/---

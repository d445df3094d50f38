//! # Workway Core
//!
//! Shared failure semantics for the Workway platform: a closed error
//! taxonomy, breakdown severities, a bounded retry executor, and
//! correlation IDs.
//!
//! ## Core Concepts
//!
//! - [`WorkwayError`] — every failure, classified by a closed [`ErrorCode`]
//!   at the boundary where it occurs. Category, retryability, and user
//!   messaging all derive from the code.
//! - [`BreakdownSeverity`] — how loudly a failure surfaces, from `Silent`
//!   (retried invisibly) to `Blocking` (user must act). Derived from the
//!   code, never from message text.
//! - [`with_retry`] — the one retry loop. Sequential attempts, backoff with
//!   jitter, provider `Retry-After` hints win over computed delays.
//! - [`CorrelationId`] — one ID per request, on every error it produces,
//!   propagated in the `x-workway-correlation-id` header.
//!
//! ## Key Invariants
//!
//! 1. **Statuses become codes once** — [`WorkwayError::from_status`] is the
//!    only status→code conversion; everything above it branches on codes.
//! 2. **Code mappings are pure and total** — every code has exactly one
//!    category, default retryability, retry budget, and severity.
//! 3. **Retries are sequential** — between attempts the task sleeps on a
//!    timer; attempts never race each other.
//!
//! ## Example
//!
//! ```ignore
//! use workway_core::{with_retry, RetryPolicy, WorkwayError};
//!
//! let events = with_retry(RetryPolicy::default(), |_attempt| async {
//!     let response = fetch_calendar().await?;
//!     if response.status() == 200 {
//!         Ok(response)
//!     } else {
//!         Err(WorkwayError::from_status(response.status(), "calendar fetch failed"))
//!     }
//! })
//! .await?;
//! ```

pub mod breakdown;
pub mod correlation;
pub mod error;
pub mod retry;

// Error taxonomy
pub use error::{ErrorCategory, ErrorCode, Result, WorkwayError};

// Breakdown classification
pub use breakdown::{BreakdownKind, BreakdownSeverity};

// Retry executor
pub use retry::{
    default_retry_decision, parse_retry_after, rate_limit_predicate,
    rate_limit_predicate_observed, with_retry, with_retry_if, with_retry_observed, BackoffKind,
    RetryPolicy,
};

// Correlation
pub use correlation::{CorrelationId, CORRELATION_HEADER};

\---

> **Exercise details**: In the material above, find the line with "pub mod error;"; then copy it and every line after it, exactly, through the end.

> **Result of this exercise**:
pub mod error;
pub mod retry;

// Error taxonomy
pub use error::{ErrorCategory, ErrorCode, Result, WorkwayError};

// Breakdown classification
pub use breakdown::{BreakdownKind, BreakdownSeverity};

// Retry executor
pub use retry::{
    default_retry_decision, parse_retry_after, rate_limit_predicate,
    rate_limit_predicate_observed, with_retry, with_retry_if, with_retry_observed, BackoffKind,
    RetryPolicy,
};

// Correlation
pub use correlation::{CorrelationId, CORRELATION_HEADER};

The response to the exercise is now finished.